» Your objective: How many lines in the records below contain the string "collect"? Answer with the number alone.
═══ Exercise material
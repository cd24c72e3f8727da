//! Persistent first-seen tracking.
//!
//! The store is a single SQLite table, `seen_bookable(slug, first_seen)`. A row is
//! written the first time a slug is observed and never touched again; later
//! observations of the same slug are no-ops.

use std::path::Path;
use std::str::FromStr;

use chrono::{DateTime, Utc};
use sqlx::sqlite::{SqliteConnectOptions, SqliteJournalMode, SqlitePool, SqlitePoolOptions};
use sqlx::{Row, SqliteConnection};

use crate::types::{SeenRecord, format_timestamp, parse_timestamp};

// Primary result codes that mean the file could not be reached, as opposed to
// being reached and found unreadable.
const SQLITE_BUSY: i32 = 5;
const SQLITE_LOCKED: i32 = 6;
const SQLITE_READONLY: i32 = 8;
const SQLITE_IOERR: i32 = 10;
const SQLITE_FULL: i32 = 13;
const SQLITE_CANTOPEN: i32 = 14;

const CREATE_TABLE: &str = "CREATE TABLE IF NOT EXISTS seen_bookable (
    slug TEXT PRIMARY KEY,
    first_seen TEXT NOT NULL
)";

const INSERT_IF_NEW: &str = "INSERT INTO seen_bookable (slug, first_seen) VALUES (?1, ?2)
     ON CONFLICT (slug) DO NOTHING";

#[derive(Debug, thiserror::Error)]
pub enum TrackerError {
    #[error("Storage unavailable: {0}")]
    StorageUnavailable(#[source] sqlx::Error),
    #[error("Storage corrupt: {0}")]
    StorageCorrupt(String),
    #[error("Duplicate write attempt for slug '{0}'")]
    DuplicateWriteAttempt(String),
}

impl From<sqlx::Error> for TrackerError {
    fn from(err: sqlx::Error) -> Self {
        let corrupt = match &err {
            sqlx::Error::Database(db) => {
                let primary = db
                    .code()
                    .and_then(|code| code.parse::<i32>().ok())
                    .map(|code| code & 0xff);
                let transient = matches!(
                    primary,
                    Some(
                        SQLITE_BUSY
                            | SQLITE_LOCKED
                            | SQLITE_READONLY
                            | SQLITE_IOERR
                            | SQLITE_FULL
                            | SQLITE_CANTOPEN
                    )
                );
                (!transient).then(|| db.message().to_string())
            }
            sqlx::Error::ColumnNotFound(_)
            | sqlx::Error::ColumnDecode { .. }
            | sqlx::Error::ColumnIndexOutOfBounds { .. }
            | sqlx::Error::Decode(_)
            | sqlx::Error::TypeNotFound { .. }
            | sqlx::Error::Protocol(_) => Some(err.to_string()),
            _ => None,
        };

        match corrupt {
            Some(detail) => TrackerError::StorageCorrupt(detail),
            None => TrackerError::StorageUnavailable(err),
        }
    }
}

impl TrackerError {
    /// Like `From<sqlx::Error>`, but a unique-constraint violation on `slug` is a
    /// lost race on the insert and is reported as such.
    fn from_write(err: sqlx::Error, slug: &str) -> Self {
        match &err {
            sqlx::Error::Database(db) if db.is_unique_violation() => {
                TrackerError::DuplicateWriteAttempt(slug.to_string())
            }
            _ => err.into(),
        }
    }
}

/// Key-presence-gated append store for [`SeenRecord`]s.
///
/// The pool holds a single connection, so every write in this process goes
/// through one writer.
#[derive(Debug, Clone)]
pub struct NoveltyTracker {
    pool: SqlitePool,
}

impl NoveltyTracker {
    /// Opens the store at `path`, creating the file and table when missing.
    pub async fn open(path: impl AsRef<Path>) -> Result<Self, TrackerError> {
        let path = path.as_ref();
        log::debug!("Opening seen store at {}", path.display());
        let options = SqliteConnectOptions::new()
            .filename(path)
            .create_if_missing(true)
            .journal_mode(SqliteJournalMode::Delete);
        Self::connect(options).await
    }

    pub async fn open_in_memory() -> Result<Self, TrackerError> {
        let options = SqliteConnectOptions::from_str("sqlite::memory:")
            .map_err(TrackerError::StorageUnavailable)?;
        Self::connect(options).await
    }

    async fn connect(options: SqliteConnectOptions) -> Result<Self, TrackerError> {
        let pool = SqlitePoolOptions::new()
            .max_connections(1)
            .idle_timeout(None)
            .max_lifetime(None)
            .connect_with(options)
            .await
            .inspect_err(|e| log::error!("Failed to open seen store: {e}"))?;

        let tracker = Self { pool };
        tracker.ensure_schema().await?;
        Ok(tracker)
    }

    async fn ensure_schema(&self) -> Result<(), TrackerError> {
        sqlx::query(CREATE_TABLE).execute(&self.pool).await?;

        let columns = sqlx::query("PRAGMA table_info(seen_bookable)")
            .fetch_all(&self.pool)
            .await?;

        let mut layout = columns
            .iter()
            .map(|row| {
                Ok((
                    row.try_get::<String, _>("name")?,
                    row.try_get::<i64, _>("pk")?,
                ))
            })
            .collect::<Result<Vec<_>, sqlx::Error>>()?;
        layout.sort();

        let expected: Vec<(String, i64)> =
            vec![("first_seen".to_string(), 0), ("slug".to_string(), 1)];
        if layout != expected {
            let found = layout
                .iter()
                .map(|(name, _)| name.as_str())
                .collect::<Vec<_>>()
                .join(", ");
            return Err(TrackerError::StorageCorrupt(format!(
                "seen_bookable has columns ({found}), expected (slug PRIMARY KEY, first_seen)"
            )));
        }
        Ok(())
    }

    /// Records `slug` as first seen at `observed_at` unless it is already known.
    ///
    /// Returns `true` when this call inserted the record. An existing record is
    /// left untouched, whatever `observed_at` is.
    pub async fn record_if_new(
        &self,
        slug: &str,
        observed_at: DateTime<Utc>,
    ) -> Result<bool, TrackerError> {
        let mut conn = self.pool.acquire().await?;
        let inserted = insert_if_new(&mut *conn, slug, &observed_at).await?;
        if inserted {
            log::debug!("New slug '{slug}' first seen at {observed_at}");
        }
        Ok(inserted)
    }

    /// Records a batch of candidate records in one transaction.
    ///
    /// Returns the records this batch inserted, in input order. If any write
    /// fails the transaction is rolled back and the store is left as it was.
    pub async fn record_all(
        &self,
        candidates: &[SeenRecord],
    ) -> Result<Vec<SeenRecord>, TrackerError> {
        let mut tx = self.pool.begin().await?;
        let mut inserted = Vec::new();

        for candidate in candidates {
            if insert_if_new(&mut *tx, &candidate.slug, &candidate.first_seen).await? {
                inserted.push(candidate.clone());
            }
        }

        tx.commit().await?;
        log::info!(
            "Recorded {} new slug(s) out of {} observation(s)",
            inserted.len(),
            candidates.len()
        );
        Ok(inserted)
    }

    pub async fn get(&self, slug: &str) -> Result<Option<SeenRecord>, TrackerError> {
        let row = sqlx::query("SELECT slug, first_seen FROM seen_bookable WHERE slug = ?1")
            .bind(slug)
            .fetch_optional(&self.pool)
            .await?;
        row.as_ref().map(decode_record).transpose()
    }

    /// All records, oldest `first_seen` first. Ties are ordered by slug.
    pub async fn list_all(&self) -> Result<Vec<SeenRecord>, TrackerError> {
        let rows = sqlx::query("SELECT slug, first_seen FROM seen_bookable")
            .fetch_all(&self.pool)
            .await?;

        let mut records = rows
            .iter()
            .map(decode_record)
            .collect::<Result<Vec<_>, _>>()?;

        // Rows from older tooling may not share the fixed-width format, so order
        // by the parsed time rather than the stored text.
        records.sort_by(|a, b| {
            a.first_seen
                .cmp(&b.first_seen)
                .then_with(|| a.slug.cmp(&b.slug))
        });
        Ok(records)
    }

    /// Records first seen at or after `cutoff`, oldest first.
    pub async fn seen_since(
        &self,
        cutoff: DateTime<Utc>,
    ) -> Result<Vec<SeenRecord>, TrackerError> {
        let mut records = self.list_all().await?;
        records.retain(|r| r.first_seen >= cutoff);
        Ok(records)
    }

    pub async fn count(&self) -> Result<u64, TrackerError> {
        let count: i64 = sqlx::query_scalar("SELECT COUNT(*) FROM seen_bookable")
            .fetch_one(&self.pool)
            .await?;
        Ok(count.max(0) as u64)
    }

    /// Closes the store. Later calls fail with [`TrackerError::StorageUnavailable`].
    pub async fn close(&self) {
        self.pool.close().await;
    }
}

async fn insert_if_new(
    conn: &mut SqliteConnection,
    slug: &str,
    observed_at: &DateTime<Utc>,
) -> Result<bool, TrackerError> {
    let stamp = format_timestamp(observed_at);
    let result = sqlx::query(INSERT_IF_NEW)
        .bind(slug)
        .bind(stamp.as_str())
        .execute(&mut *conn)
        .await
        .map_err(|e| TrackerError::from_write(e, slug))?;

    let inserted = result.rows_affected() == 1;

    if cfg!(debug_assertions) && inserted {
        let stored: Option<String> =
            sqlx::query_scalar("SELECT first_seen FROM seen_bookable WHERE slug = ?1")
                .bind(slug)
                .fetch_optional(&mut *conn)
                .await?;
        debug_assert_eq!(
            stored.as_deref().and_then(parse_timestamp),
            Some(*observed_at),
            "first_seen for '{slug}' does not read back as the observed time"
        );
    }

    Ok(inserted)
}

fn decode_record(row: &sqlx::sqlite::SqliteRow) -> Result<SeenRecord, TrackerError> {
    let slug: String = row.try_get("slug")?;
    let raw: String = row.try_get("first_seen")?;
    let first_seen = parse_timestamp(&raw).ok_or_else(|| {
        TrackerError::StorageCorrupt(format!("unreadable first_seen '{raw}' for slug '{slug}'"))
    })?;
    Ok(SeenRecord { slug, first_seen })
}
══════
» Exercise result: 3